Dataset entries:
// I/O adapters: persistent key/value storage and the backend HTTP client

pub mod api;
pub mod storage;
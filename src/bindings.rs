//! JavaScript surface of the embeddable widget
//!
//! ```js
//! const widget = new ChatWidget({ apiBaseUrl: "https://api.example.com", widgetKey: "pk_..." });
//! const { messages } = await widget.start();
//! const outcome = await widget.send("Hello");
//! ```
//!
//! Every async method returns a `Promise`. Controller errors reject with an
//! `Error` whose `message` is ready for display and whose `retryable` flag
//! tells the UI whether to offer a retry.

use std::rc::Rc;

use js_sys::{Promise, Reflect};
use serde::Serialize;
use wasm_bindgen::prelude::*;
use wasm_bindgen_futures::{future_to_promise, spawn_local};

use crate::config::WidgetConfig;
use crate::domain::services::{
    ConversationController, EndOutcome, RevalidationOutcome, SendOutcome, WidgetPreferences,
};
use crate::infrastructure::api::FetchConversationClient;
use crate::infrastructure::storage::{KeyValueStore, LocalStorageBackend, share};
use crate::shared::errors::ControllerError;
use crate::shared::logging;

#[wasm_bindgen]
pub struct ChatWidget {
    controller: Rc<ConversationController<FetchConversationClient>>,
    preferences: WidgetPreferences,
}

#[wasm_bindgen]
impl ChatWidget {
    /// `options` is a `WidgetConfig` in camelCase; omitted fields use defaults
    #[wasm_bindgen(constructor)]
    pub fn new(options: JsValue) -> Result<ChatWidget, JsError> {
        logging::init_console_tracing(tracing::Level::INFO);

        let config: WidgetConfig = if options.is_undefined() || options.is_null() {
            WidgetConfig::default()
        } else {
            serde_wasm_bindgen::from_value(options)?
        };

        let client = FetchConversationClient::new(&config)?;
        let store = open_store(&config.storage_prefix);

        Ok(ChatWidget {
            controller: Rc::new(ConversationController::new(client, store.clone())),
            preferences: WidgetPreferences::new(store),
        })
    }

    /// Hydrate the transcript. A cached transcript triggers a background
    /// revalidation that may silently start a new session.
    pub fn start(&self) -> Promise {
        let controller = Rc::clone(&self.controller);
        future_to_promise(async move {
            let hydration = controller.start().await.map_err(controller_error)?;

            if hydration.needs_revalidation() {
                let background = Rc::clone(&controller);
                spawn_local(async move {
                    if let RevalidationOutcome::Rotated(rotation) = background.revalidate().await {
                        tracing::debug!(current = %rotation.current.id, "Background rotation");
                    }
                });
            }

            to_js(&hydration)
        })
    }

    pub fn send(&self, text: String) -> Promise {
        let controller = Rc::clone(&self.controller);
        let preferences = self.preferences.clone();
        future_to_promise(async move {
            let outcome = controller.send(&text).await.map_err(controller_error)?;
            count_unread(&preferences, &outcome);
            to_js(&outcome)
        })
    }

    pub fn retry(&self) -> Promise {
        let controller = Rc::clone(&self.controller);
        let preferences = self.preferences.clone();
        future_to_promise(async move {
            let outcome = controller.retry().await.map_err(controller_error)?;
            count_unread(&preferences, &outcome);
            to_js(&outcome)
        })
    }

    #[wasm_bindgen(js_name = endConversation)]
    pub fn end_conversation(&self) -> Promise {
        let controller = Rc::clone(&self.controller);
        future_to_promise(async move {
            let outcome = controller.end_conversation().await.map_err(controller_error)?;
            let confirmed = matches!(outcome, EndOutcome::Ended { confirmed: true, .. });
            to_js(&serde_json::json!({ "confirmed": confirmed }))
        })
    }

    #[wasm_bindgen(js_name = clearHistory)]
    pub fn clear_history(&self) -> Promise {
        let controller = Rc::clone(&self.controller);
        future_to_promise(async move {
            let rotation = controller.clear_history().await.map_err(controller_error)?;
            to_js(&rotation)
        })
    }

    /// Current session id, phase, transcript and pending text
    pub fn snapshot(&self) -> Promise {
        let controller = Rc::clone(&self.controller);
        future_to_promise(async move { to_js(&controller.snapshot().await) })
    }

    /// Locale, translations and greeting from the backend
    #[wasm_bindgen(js_name = serverConfig)]
    pub fn server_config(&self) -> Promise {
        let controller = Rc::clone(&self.controller);
        future_to_promise(async move { to_js(&controller.fetch_server_config().await) })
    }

    #[wasm_bindgen(js_name = isOpen)]
    pub fn is_open(&self) -> bool {
        self.preferences.is_open()
    }

    #[wasm_bindgen(js_name = setOpen)]
    pub fn set_open(&self, open: bool) {
        self.preferences.set_open(open);
    }

    #[wasm_bindgen(js_name = unreadCount)]
    pub fn unread_count(&self) -> u32 {
        self.preferences.unread_count()
    }

    /// Call when the widget is removed from the page. Pending responses are
    /// discarded and later calls resolve without doing anything.
    pub fn destroy(&self) {
        self.controller.shutdown();
    }
}

fn open_store(prefix: &str) -> KeyValueStore {
    match LocalStorageBackend::new() {
        Ok(backend) => KeyValueStore::new(share(backend), prefix),
        Err(e) => {
            tracing::warn!(error = %e, "localStorage unavailable - conversation will not persist");
            KeyValueStore::disabled(prefix)
        }
    }
}

fn count_unread(preferences: &WidgetPreferences, outcome: &SendOutcome) {
    if matches!(outcome, SendOutcome::Delivered { .. }) {
        preferences.increment_unread();
    }
}

fn to_js<T: Serialize + ?Sized>(value: &T) -> Result<JsValue, JsValue> {
    value
        .serialize(&serde_wasm_bindgen::Serializer::json_compatible())
        .map_err(|e| js_sys::Error::new(&e.to_string()).into())
}

fn controller_error(error: ControllerError) -> JsValue {
    let js_error = js_sys::Error::new(&error.user_message());
    let _ = Reflect::set(
        &js_error,
        &JsValue::from_str("retryable"),
        &JsValue::from_bool(error.is_retryable()),
    );
    js_error.into()
}
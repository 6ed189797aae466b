use crate::infrastructure::storage::KeyValueStore;
use crate::shared::constants::keys;

/// Persisted widget chrome state: open/closed flag and unread counter.
///
/// The session controller never reads these; they belong to the UI layer.
#[derive(Debug, Clone)]
pub struct WidgetPreferences {
    store: KeyValueStore,
}

impl WidgetPreferences {
    pub fn new(store: KeyValueStore) -> Self {
        Self { store }
    }

    pub fn is_open(&self) -> bool {
        self.store.get(keys::WIDGET_OPEN).unwrap_or(false)
    }

    /// Opening the widget marks everything as read
    pub fn set_open(&self, open: bool) {
        self.store.set(keys::WIDGET_OPEN, &open);
        if open {
            self.mark_read();
        }
    }

    pub fn unread_count(&self) -> u32 {
        self.store.get(keys::UNREAD_COUNT).unwrap_or(0)
    }

    /// Count an assistant reply that arrived while the widget was closed
    pub fn increment_unread(&self) -> u32 {
        if self.is_open() {
            return 0;
        }
        let count = self.unread_count().saturating_add(1);
        self.store.set(keys::UNREAD_COUNT, &count);
        count
    }

    pub fn mark_read(&self) {
        self.store.set(keys::UNREAD_COUNT, &0u32);
    }
}

#[cfg(test)]
mod tests {
    use super::*;

    #[test]
    fn test_defaults() {
        let prefs = WidgetPreferences::new(KeyValueStore::in_memory());

        assert!(!prefs.is_open());
        assert_eq!(prefs.unread_count(), 0);
    }

    #[test]
    fn test_unread_counts_only_while_closed() {
        let prefs = WidgetPreferences::new(KeyValueStore::in_memory());

        assert_eq!(prefs.increment_unread(), 1);
        assert_eq!(prefs.increment_unread(), 2);

        prefs.set_open(true);
        assert_eq!(prefs.unread_count(), 0);
        assert_eq!(prefs.increment_unread(), 0);

        prefs.set_open(false);
        assert_eq!(prefs.increment_unread(), 1);
    }

    #[test]
    fn test_state_survives_new_instance() {
        let store = KeyValueStore::in_memory();
        WidgetPreferences::new(store.clone()).set_open(true);

        assert!(WidgetPreferences::new(store).is_open());
    }
}
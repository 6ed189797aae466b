//! Bounded local transcript
//!
//! The in-memory list is authoritative; it is read from the store once at
//! construction and written through on every mutation.

use crate::domain::models::{Message, RawMessage, filter_conversational};
use crate::infrastructure::storage::KeyValueStore;
use crate::shared::constants::{MAX_CACHED_MESSAGES, keys};
use crate::shared::logging;

#[derive(Debug, Clone)]
pub struct MessageCache {
    store: KeyValueStore,
    messages: Vec<Message>,
}

impl MessageCache {
    pub fn new(store: KeyValueStore) -> Self {
        let messages = read_persisted(&store);
        Self { store, messages }
    }

    /// Cached transcript, oldest first
    pub fn load(&self) -> Vec<Message> {
        self.messages.clone()
    }

    pub fn messages(&self) -> &[Message] {
        &self.messages
    }

    pub fn len(&self) -> usize {
        self.messages.len()
    }

    pub fn is_empty(&self) -> bool {
        self.messages.is_empty()
    }

    pub fn append(&mut self, message: Message) {
        self.messages.push(message);
        self.truncate();
        self.persist();
    }

    pub fn replace_all(&mut self, messages: Vec<Message>) {
        self.messages = messages;
        self.truncate();
        self.persist();
    }

    pub fn clear(&mut self) {
        self.messages.clear();
        self.persist();
    }

    /// Keep only the most recent entries
    fn truncate(&mut self) {
        if self.messages.len() > MAX_CACHED_MESSAGES {
            let dropped = self.messages.len() - MAX_CACHED_MESSAGES;
            self.messages.drain(..dropped);
            logging::log_cache_truncated(dropped, self.messages.len());
        }
    }

    fn persist(&self) {
        self.store.set(keys::MESSAGES, &self.messages);
    }
}

/// Read the persisted list, dropping anything that is not a user or
/// assistant turn and anything past the size bound.
fn read_persisted(store: &KeyValueStore) -> Vec<Message> {
    let Some(raw) = store.get::<Vec<RawMessage>>(keys::MESSAGES) else {
        return Vec::new();
    };

    let (mut messages, dropped) = filter_conversational(raw);
    if dropped > 0 {
        logging::log_cache_entries_filtered(dropped);
    }

    if messages.len() > MAX_CACHED_MESSAGES {
        let excess = messages.len() - MAX_CACHED_MESSAGES;
        messages.drain(..excess);
    }
    messages
}

#[cfg(test)]
mod tests {
    use super::*;
    use crate::domain::models::MessageRole;
    use crate::infrastructure::storage::{MemoryBackend, share};
    use serde_json::json;

    fn store() -> KeyValueStore {
        KeyValueStore::new(share(MemoryBackend::new()), "t_")
    }

    #[test]
    fn test_empty_store_loads_empty() {
        assert!(MessageCache::new(store()).load().is_empty());
    }

    #[test]
    fn test_append_25_keeps_most_recent_20() {
        let store = store();
        let mut cache = MessageCache::new(store.clone());

        for i in 0..25 {
            cache.append(Message::user(format!("message {}", i)));
        }

        let messages = cache.load();
        assert_eq!(messages.len(), 20);
        assert_eq!(messages.first().unwrap().content, "message 5");
        assert_eq!(messages.last().unwrap().content, "message 24");

        // The persisted copy is bounded too
        assert_eq!(MessageCache::new(store).len(), 20);
    }

    #[test]
    fn test_load_filters_system_entries_seeded_in_store() {
        let store = store();
        store.set(
            keys::MESSAGES,
            &json!([
                {"role": "user", "content": "hi", "timestamp": "2025-01-01T10:00:00Z"},
                {"role": "system", "content": "internal prompt", "timestamp": "2025-01-01T10:00:01Z"},
                {"role": "assistant", "content": "hello", "timestamp": "2025-01-01T10:00:02Z"}
            ]),
        );

        let messages = MessageCache::new(store).load();

        assert_eq!(messages.len(), 2);
        assert_eq!(messages[0].role, MessageRole::User);
        assert_eq!(messages[1].role, MessageRole::Assistant);
        assert!(messages.iter().all(|m| m.content != "internal prompt"));
    }

    #[test]
    fn test_malformed_persisted_value_loads_empty() {
        let store = store();
        store.set(keys::MESSAGES, &json!({"not": "a list"}));

        assert!(MessageCache::new(store).is_empty());
    }

    #[test]
    fn test_replace_all_truncates_and_persists() {
        let store = store();
        let mut cache = MessageCache::new(store.clone());

        let history: Vec<Message> = (0..30).map(|i| Message::assistant(format!("m{}", i))).collect();
        cache.replace_all(history);

        assert_eq!(cache.len(), 20);
        assert_eq!(cache.messages()[0].content, "m10");
        assert_eq!(MessageCache::new(store).load(), cache.load());
    }

    #[test]
    fn test_clear_persists_empty_sequence() {
        let store = store();
        let mut cache = MessageCache::new(store.clone());
        cache.append(Message::user("hello"));
        cache.clear();

        assert!(cache.is_empty());
        assert_eq!(store.get::<Vec<serde_json::Value>>(keys::MESSAGES), Some(vec![]));
    }

    #[test]
    fn test_works_without_storage() {
        let mut cache = MessageCache::new(KeyValueStore::disabled("t_"));
        cache.append(Message::user("still visible"));

        assert_eq!(cache.len(), 1);
    }
}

» **Required work**:
Every line above that carries the string "disabled" should be copied.

» **Exercise result**:
            KeyValueStore::disabled(prefix)
        let mut cache = MessageCache::new(KeyValueStore::disabled("t_"));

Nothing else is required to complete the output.